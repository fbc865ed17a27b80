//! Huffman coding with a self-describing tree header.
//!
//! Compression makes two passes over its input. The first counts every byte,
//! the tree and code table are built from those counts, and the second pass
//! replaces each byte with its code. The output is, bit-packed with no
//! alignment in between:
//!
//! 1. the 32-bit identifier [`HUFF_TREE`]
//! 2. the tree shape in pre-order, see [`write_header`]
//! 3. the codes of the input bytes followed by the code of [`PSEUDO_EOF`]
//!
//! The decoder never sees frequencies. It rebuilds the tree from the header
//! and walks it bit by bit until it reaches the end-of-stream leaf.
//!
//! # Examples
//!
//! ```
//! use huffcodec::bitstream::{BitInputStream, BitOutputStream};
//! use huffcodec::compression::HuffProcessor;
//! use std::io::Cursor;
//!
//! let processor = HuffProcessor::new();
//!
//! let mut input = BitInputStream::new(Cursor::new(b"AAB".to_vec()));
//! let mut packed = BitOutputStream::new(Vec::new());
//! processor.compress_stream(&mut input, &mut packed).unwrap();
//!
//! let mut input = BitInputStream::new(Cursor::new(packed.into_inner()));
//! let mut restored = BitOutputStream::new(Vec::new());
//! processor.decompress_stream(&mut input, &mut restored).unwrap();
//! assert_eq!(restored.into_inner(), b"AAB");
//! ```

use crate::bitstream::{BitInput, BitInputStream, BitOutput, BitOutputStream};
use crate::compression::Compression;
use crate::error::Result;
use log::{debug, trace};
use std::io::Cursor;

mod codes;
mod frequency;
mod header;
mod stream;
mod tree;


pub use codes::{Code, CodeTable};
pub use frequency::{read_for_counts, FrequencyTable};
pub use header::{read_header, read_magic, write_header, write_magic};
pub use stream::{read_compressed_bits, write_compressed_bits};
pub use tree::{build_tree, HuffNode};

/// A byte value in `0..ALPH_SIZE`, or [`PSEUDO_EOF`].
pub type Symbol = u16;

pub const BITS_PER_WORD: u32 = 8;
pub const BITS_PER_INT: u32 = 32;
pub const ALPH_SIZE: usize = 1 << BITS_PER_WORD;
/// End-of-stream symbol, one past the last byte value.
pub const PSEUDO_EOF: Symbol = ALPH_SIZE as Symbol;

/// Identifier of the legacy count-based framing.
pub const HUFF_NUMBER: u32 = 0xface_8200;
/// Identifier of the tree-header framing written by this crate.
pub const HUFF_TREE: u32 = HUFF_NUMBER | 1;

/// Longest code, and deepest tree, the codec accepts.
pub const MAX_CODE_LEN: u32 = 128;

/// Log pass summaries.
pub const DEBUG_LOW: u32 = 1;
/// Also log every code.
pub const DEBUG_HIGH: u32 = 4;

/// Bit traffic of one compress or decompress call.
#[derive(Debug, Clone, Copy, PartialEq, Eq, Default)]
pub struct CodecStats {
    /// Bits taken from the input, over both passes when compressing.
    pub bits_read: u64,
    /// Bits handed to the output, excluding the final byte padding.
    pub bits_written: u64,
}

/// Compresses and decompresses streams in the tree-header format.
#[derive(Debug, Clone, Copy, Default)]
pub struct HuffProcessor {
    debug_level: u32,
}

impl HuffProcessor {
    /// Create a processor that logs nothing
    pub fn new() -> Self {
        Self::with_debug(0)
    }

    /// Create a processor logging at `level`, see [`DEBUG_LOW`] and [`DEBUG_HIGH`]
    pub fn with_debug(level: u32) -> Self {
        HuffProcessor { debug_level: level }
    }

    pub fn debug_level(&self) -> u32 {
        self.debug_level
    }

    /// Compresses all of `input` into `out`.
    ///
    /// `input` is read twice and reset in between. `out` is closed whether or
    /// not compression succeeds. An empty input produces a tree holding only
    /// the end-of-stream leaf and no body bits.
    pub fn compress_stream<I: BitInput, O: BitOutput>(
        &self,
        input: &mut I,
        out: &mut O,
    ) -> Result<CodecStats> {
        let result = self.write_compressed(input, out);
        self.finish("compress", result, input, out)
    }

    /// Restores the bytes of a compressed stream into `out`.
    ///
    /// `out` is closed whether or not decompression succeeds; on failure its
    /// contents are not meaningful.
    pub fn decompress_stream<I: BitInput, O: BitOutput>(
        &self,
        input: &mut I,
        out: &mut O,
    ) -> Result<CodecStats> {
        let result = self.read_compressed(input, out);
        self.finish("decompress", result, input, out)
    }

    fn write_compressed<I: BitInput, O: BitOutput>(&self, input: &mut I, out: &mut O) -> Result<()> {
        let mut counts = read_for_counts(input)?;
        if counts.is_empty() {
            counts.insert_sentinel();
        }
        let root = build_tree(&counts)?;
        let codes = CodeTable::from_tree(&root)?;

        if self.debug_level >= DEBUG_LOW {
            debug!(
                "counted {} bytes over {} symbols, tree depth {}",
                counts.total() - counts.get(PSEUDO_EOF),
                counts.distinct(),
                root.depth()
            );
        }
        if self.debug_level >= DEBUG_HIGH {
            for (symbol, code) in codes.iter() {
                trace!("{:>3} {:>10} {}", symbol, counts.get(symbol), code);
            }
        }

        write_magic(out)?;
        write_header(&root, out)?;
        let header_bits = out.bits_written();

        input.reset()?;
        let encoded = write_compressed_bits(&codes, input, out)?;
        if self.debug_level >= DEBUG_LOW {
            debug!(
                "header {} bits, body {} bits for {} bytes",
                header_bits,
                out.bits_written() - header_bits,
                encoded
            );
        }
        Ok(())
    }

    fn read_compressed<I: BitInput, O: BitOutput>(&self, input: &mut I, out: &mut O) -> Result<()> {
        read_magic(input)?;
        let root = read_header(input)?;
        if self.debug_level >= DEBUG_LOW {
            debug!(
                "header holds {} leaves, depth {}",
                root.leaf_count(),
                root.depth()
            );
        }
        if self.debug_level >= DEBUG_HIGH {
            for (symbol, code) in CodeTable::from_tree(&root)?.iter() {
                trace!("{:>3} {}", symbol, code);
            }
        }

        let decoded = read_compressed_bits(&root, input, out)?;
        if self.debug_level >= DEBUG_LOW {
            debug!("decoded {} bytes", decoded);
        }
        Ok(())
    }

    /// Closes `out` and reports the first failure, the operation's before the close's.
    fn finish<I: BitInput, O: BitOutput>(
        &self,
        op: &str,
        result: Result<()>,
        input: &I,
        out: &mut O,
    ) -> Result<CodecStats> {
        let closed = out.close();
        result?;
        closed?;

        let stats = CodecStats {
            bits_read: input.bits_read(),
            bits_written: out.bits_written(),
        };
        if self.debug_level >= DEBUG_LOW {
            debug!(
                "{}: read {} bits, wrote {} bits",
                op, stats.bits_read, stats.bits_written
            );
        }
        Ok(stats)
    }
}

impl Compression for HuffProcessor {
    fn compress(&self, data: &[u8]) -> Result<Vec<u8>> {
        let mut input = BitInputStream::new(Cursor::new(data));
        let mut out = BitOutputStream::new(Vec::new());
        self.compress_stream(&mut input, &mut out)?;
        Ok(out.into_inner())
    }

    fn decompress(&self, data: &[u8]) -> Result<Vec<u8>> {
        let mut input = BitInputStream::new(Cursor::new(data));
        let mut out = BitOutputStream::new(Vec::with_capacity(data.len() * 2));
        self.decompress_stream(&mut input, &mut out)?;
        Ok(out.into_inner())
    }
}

...

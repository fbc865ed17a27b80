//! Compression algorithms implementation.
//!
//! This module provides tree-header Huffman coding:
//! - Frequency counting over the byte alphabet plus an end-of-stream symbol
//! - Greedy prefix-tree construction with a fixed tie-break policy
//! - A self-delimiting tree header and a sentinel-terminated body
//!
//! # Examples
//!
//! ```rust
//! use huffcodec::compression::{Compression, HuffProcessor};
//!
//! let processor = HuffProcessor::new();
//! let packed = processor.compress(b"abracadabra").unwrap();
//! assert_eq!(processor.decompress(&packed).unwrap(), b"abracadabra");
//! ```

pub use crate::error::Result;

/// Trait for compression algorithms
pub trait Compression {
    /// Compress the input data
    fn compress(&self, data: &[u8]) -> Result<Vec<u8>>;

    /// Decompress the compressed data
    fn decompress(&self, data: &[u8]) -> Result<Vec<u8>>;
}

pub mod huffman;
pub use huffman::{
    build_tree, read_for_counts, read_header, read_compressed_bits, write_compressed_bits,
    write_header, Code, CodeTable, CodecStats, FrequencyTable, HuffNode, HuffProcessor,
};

- **Task to complete**
Look in the material above for the line with "Restores the bytes" and the line with "let result = self.read_compressed(input, out);", and transcribe exactly those lines and all lines between them, nothing more.

- **Result of the exercise**
    /// Restores the bytes of a compressed stream into `out`.
    ///
    /// `out` is closed whether or not decompression succeeds; on failure its
    /// contents are not meaningful.
    pub fn decompress_stream<I: BitInput, O: BitOutput>(
        &self,
        input: &mut I,
        out: &mut O,
    ) -> Result<CodecStats> {
        let result = self.read_compressed(input, out);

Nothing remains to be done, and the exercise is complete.